When the string "degrade" is part of a line below, that line should be copied.

☆ ☆ ☆ ☆ ☆ ☆ ☆

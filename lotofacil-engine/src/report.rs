use rand::rngs::StdRng;
use serde::{Deserialize, Serialize};

use lotofacil_db::models::DrawRecord;
use lotofacil_db::source::DrawSource;

use crate::companions::{find_most_frequent_companions, CompanionProfile, MAX_ANALYZED};
use crate::error::{degrade, ReportError};
use crate::frequency::{count_number_frequencies, NumberFrequency};
use crate::gaps::{calculate_average_gap, GapStat};
use crate::heuristic::{predict_next_combinations, seeded_rng, Combination, DEFAULT_COMBINATIONS};
use crate::trained::{train_and_predict_combinations, ModelConfig, TrainedPredictions};

/// Rapport complet transmis à l'API. Les noms de champs font partie du contrat.
#[derive(Debug, Clone, PartialEq, Serialize, Deserialize)]
pub struct Report {
    pub frequency_stats: Vec<NumberFrequency>,
    pub companion_stats: Vec<CompanionProfile>,
    pub last_result: Option<DrawRecord>,
    pub average_gap_stats: Vec<GapStat>,
    pub simple_predictions: Vec<Combination>,
    pub trained_predictions: TrainedPredictions,
}

#[derive(Debug, Clone)]
pub struct ReportSettings {
    pub companion_limit: usize,
    pub heuristic_count: usize,
    pub model: ModelConfig,
}

impl Default for ReportSettings {
    fn default() -> Self {
        Self {
            companion_limit: MAX_ANALYZED,
            heuristic_count: DEFAULT_COMBINATIONS,
            model: ModelConfig::default(),
        }
    }
}

/// Tirage au numéro de concours le plus élevé (le premier rencontré à égalité).
pub fn latest_draw(draws: &[DrawRecord]) -> Option<&DrawRecord> {
    let mut latest: Option<&DrawRecord> = None;
    for draw in draws {
        let contest = draw.contest_number.unwrap_or(0);
        if latest.map_or(true, |l| contest > l.contest_number.unwrap_or(0)) {
            latest = Some(draw);
        }
    }
    latest
}

/// Enchaîne toutes les étapes sur un historique déjà chargé.
pub fn assemble_report(draws: &[DrawRecord], settings: &ReportSettings, rng: &mut StdRng) -> Report {
    let frequency_stats = count_number_frequencies(draws);
    let companion_stats = degrade(
        "companions",
        find_most_frequent_companions(draws, &frequency_stats, settings.companion_limit),
    );
    let average_gap_stats = calculate_average_gap(draws);
    let simple_predictions = predict_next_combinations(
        &frequency_stats,
        &companion_stats,
        &average_gap_stats,
        settings.heuristic_count,
        rng,
    );
    let trained_predictions = train_and_predict_combinations(draws, &settings.model);

    Report {
        frequency_stats,
        companion_stats,
        last_result: latest_draw(draws).cloned(),
        average_gap_stats,
        simple_predictions,
        trained_predictions,
    }
}

pub fn generate_report(
    source: &dyn DrawSource,
    settings: &ReportSettings,
    rng: &mut StdRng,
) -> Result<Report, ReportError> {
    let draws = source.fetch_draws().map_err(ReportError::Source)?;
    tracing::info!(draws = draws.len(), "historique chargé");
    if draws.is_empty() {
        return Err(ReportError::NoData);
    }
    Ok(assemble_report(&draws, settings, rng))
}

#[derive(Debug, Clone, PartialEq, Serialize, Deserialize)]
#[serde(untagged)]
pub enum ReportBody {
    Report(Box<Report>),
    Error { error: String },
}

/// Enveloppe de réponse : 200 avec le rapport, 500 avec un message d'erreur.
#[derive(Debug, Clone, PartialEq, Serialize, Deserialize)]
pub struct ReportResponse {
    #[serde(rename = "statusCode")]
    pub status_code: u16,
    pub body: ReportBody,
}

impl ReportResponse {
    pub fn success(report: Report) -> Self {
        Self { status_code: 200, body: ReportBody::Report(Box::new(report)) }
    }

    pub fn failure(message: impl Into<String>) -> Self {
        Self { status_code: 500, body: ReportBody::Error { error: message.into() } }
    }

    pub fn report(&self) -> Option<&Report> {
        match &self.body {
            ReportBody::Report(report) => Some(&**report),
            ReportBody::Error { .. } => None,
        }
    }

    pub fn is_success(&self) -> bool {
        self.report().is_some()
    }
}

/// Point d'entrée de haut niveau : ne panique pas et ne propage aucune erreur.
pub fn run_report(source: &dyn DrawSource, settings: &ReportSettings, seed: Option<u64>) -> ReportResponse {
    let mut rng = seeded_rng(seed);
    match generate_report(source, settings, &mut rng) {
        Ok(report) => ReportResponse::success(report),
        Err(e) => {
            tracing::error!(error = %e, "génération du rapport impossible");
            ReportResponse::failure(e.to_string())
        }
    }
}
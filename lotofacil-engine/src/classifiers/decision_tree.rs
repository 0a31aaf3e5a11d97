use std::collections::BTreeMap;

use ndarray::{Array2, ArrayView1};

use super::{check_training_set, majority_label, Classifier};
use crate::error::AnalysisError;

#[derive(Debug)]
enum TreeNode {
    Leaf { label: u32 },
    Split {
        feature_idx: usize,
        threshold: f64,
        left: Box<TreeNode>,
        right: Box<TreeNode>,
    },
}

/// Arbre CART (impureté de Gini), sans élagage par défaut. Toutes les
/// caractéristiques sont évaluées à chaque nœud, le résultat est déterministe.
#[derive(Debug, Default)]
pub struct DecisionTreeClassifier {
    max_depth: Option<usize>,
    root: Option<TreeNode>,
}

impl DecisionTreeClassifier {
    pub fn new() -> Self {
        Self::default()
    }

    #[cfg(test)]
    fn with_max_depth(max_depth: usize) -> Self {
        Self { max_depth: Some(max_depth), root: None }
    }

    #[cfg(test)]
    fn depth(&self) -> usize {
        fn walk(node: &TreeNode) -> usize {
            match node {
                TreeNode::Leaf { .. } => 0,
                TreeNode::Split { left, right, .. } => 1 + walk(left).max(walk(right)),
            }
        }
        self.root.as_ref().map(walk).unwrap_or(0)
    }
}

impl Classifier for DecisionTreeClassifier {
    fn name(&self) -> &str {
        "DecisionTree"
    }

    fn fit(&mut self, x: &Array2<f64>, y: &[u32]) -> Result<(), AnalysisError> {
        check_training_set(x, y)?;
        let rows: Vec<ArrayView1<f64>> = x.outer_iter().collect();
        let indices: Vec<usize> = (0..rows.len()).collect();
        self.root = Some(build_tree(&rows, y, &indices, self.max_depth));
        Ok(())
    }

    fn predict(&self, x: &Array2<f64>) -> Result<Vec<u32>, AnalysisError> {
        let root = self
            .root
            .as_ref()
            .ok_or_else(|| AnalysisError::Model("arbre non entraîné".into()))?;
        Ok(x.outer_iter().map(|row| predict_tree(root, row)).collect())
    }
}

fn gini_impurity<I: IntoIterator<Item = u32>>(labels: I) -> f64 {
    let mut counts: BTreeMap<u32, usize> = BTreeMap::new();
    let mut n = 0usize;
    for label in labels {
        *counts.entry(label).or_insert(0) += 1;
        n += 1;
    }
    if n == 0 {
        return 0.0;
    }
    let n = n as f64;
    1.0 - counts.values().map(|&c| (c as f64 / n).powi(2)).sum::<f64>()
}

fn build_tree(
    rows: &[ArrayView1<f64>],
    labels: &[u32],
    indices: &[usize],
    max_depth: Option<usize>,
) -> TreeNode {
    let leaf = || TreeNode::Leaf {
        label: majority_label(indices.iter().map(|&i| labels[i])).unwrap_or_default(),
    };

    if indices.len() < 2 || max_depth == Some(0) {
        return leaf();
    }

    // Nœud pur
    let first = labels[indices[0]];
    if indices.iter().all(|&i| labels[i] == first) {
        return leaf();
    }

    let parent_gini = gini_impurity(indices.iter().map(|&i| labels[i]));
    let n = indices.len() as f64;
    let n_features = rows[indices[0]].len();

    let mut best: Option<(f64, usize, f64)> = None;

    for feat_idx in 0..n_features {
        let mut values: Vec<f64> = indices.iter().map(|&i| rows[i][feat_idx]).collect();
        values.sort_by(|a, b| a.partial_cmp(b).unwrap_or(std::cmp::Ordering::Equal));
        values.dedup();

        for pair in values.windows(2) {
            let threshold = (pair[0] + pair[1]) / 2.0;
            let (left, right): (Vec<usize>, Vec<usize>) =
                indices.iter().partition(|&&i| rows[i][feat_idx] <= threshold);

            let weighted = (left.len() as f64 / n) * gini_impurity(left.iter().map(|&i| labels[i]))
                + (right.len() as f64 / n) * gini_impurity(right.iter().map(|&i| labels[i]));

            if best.map_or(true, |(g, _, _)| weighted < g) {
                best = Some((weighted, feat_idx, threshold));
            }
        }
    }

    let Some((best_gini, feature_idx, threshold)) = best else {
        return leaf();
    };
    if best_gini >= parent_gini {
        return leaf();
    }

    let (left, right): (Vec<usize>, Vec<usize>) =
        indices.iter().partition(|&&i| rows[i][feature_idx] <= threshold);

    let next_depth = max_depth.map(|d| d - 1);
    TreeNode::Split {
        feature_idx,
        threshold,
        left: Box::new(build_tree(rows, labels, &left, next_depth)),
        right: Box::new(build_tree(rows, labels, &right, next_depth)),
    }
}

fn predict_tree(node: &TreeNode, features: ArrayView1<f64>) -> u32 {
    match node {
        TreeNode::Leaf { label } => *label,
        TreeNode::Split { feature_idx, threshold, left, right } => {
            if features[*feature_idx] <= *threshold {
                predict_tree(left, features)
            } else {
                predict_tree(right, features)
            }
        }
    }
}
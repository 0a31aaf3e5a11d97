use ndarray::{Array2, ArrayView1};

use super::{check_training_set, majority_label, Classifier};
use crate::error::AnalysisError;

/// K plus proches voisins, distance euclidienne, vote majoritaire.
pub struct KNeighborsClassifier {
    k: usize,
    train_x: Option<Array2<f64>>,
    train_y: Vec<u32>,
}

impl KNeighborsClassifier {
    pub fn new(k: usize) -> Self {
        Self { k, train_x: None, train_y: Vec::new() }
    }
}

fn euclidean_distance(a: ArrayView1<f64>, b: ArrayView1<f64>) -> f64 {
    a.iter()
        .zip(b.iter())
        .map(|(x, y)| (x - y).powi(2))
        .sum::<f64>()
        .sqrt()
}

impl Classifier for KNeighborsClassifier {
    fn name(&self) -> &str {
        "KNN"
    }

    fn fit(&mut self, x: &Array2<f64>, y: &[u32]) -> Result<(), AnalysisError> {
        check_training_set(x, y)?;
        if self.k == 0 {
            return Err(AnalysisError::Model("k doit être strictement positif".into()));
        }
        self.train_x = Some(x.clone());
        self.train_y = y.to_vec();
        Ok(())
    }

    fn predict(&self, x: &Array2<f64>) -> Result<Vec<u32>, AnalysisError> {
        let train_x = self
            .train_x
            .as_ref()
            .ok_or_else(|| AnalysisError::Model("KNN non entraîné".into()))?;
        if self.k > train_x.nrows() {
            return Err(AnalysisError::InsufficientData {
                needed: self.k,
                got: train_x.nrows(),
            });
        }

        let predictions = x
            .outer_iter()
            .map(|query| {
                let mut distances: Vec<(usize, f64)> = train_x
                    .outer_iter()
                    .enumerate()
                    .map(|(i, row)| (i, euclidean_distance(row, query)))
                    .collect();
                distances.sort_by(|a, b| a.1.partial_cmp(&b.1).unwrap_or(std::cmp::Ordering::Equal));
                distances.truncate(self.k);
                majority_label(distances.iter().map(|&(i, _)| self.train_y[i])).unwrap_or_default()
            })
            .collect();

        Ok(predictions)
    }
}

☆ ☆ ☆ ☆ ☆ ☆ ☆

Exercise response
use crate::error::{degrade, ReportError};
    let companion_stats = degrade(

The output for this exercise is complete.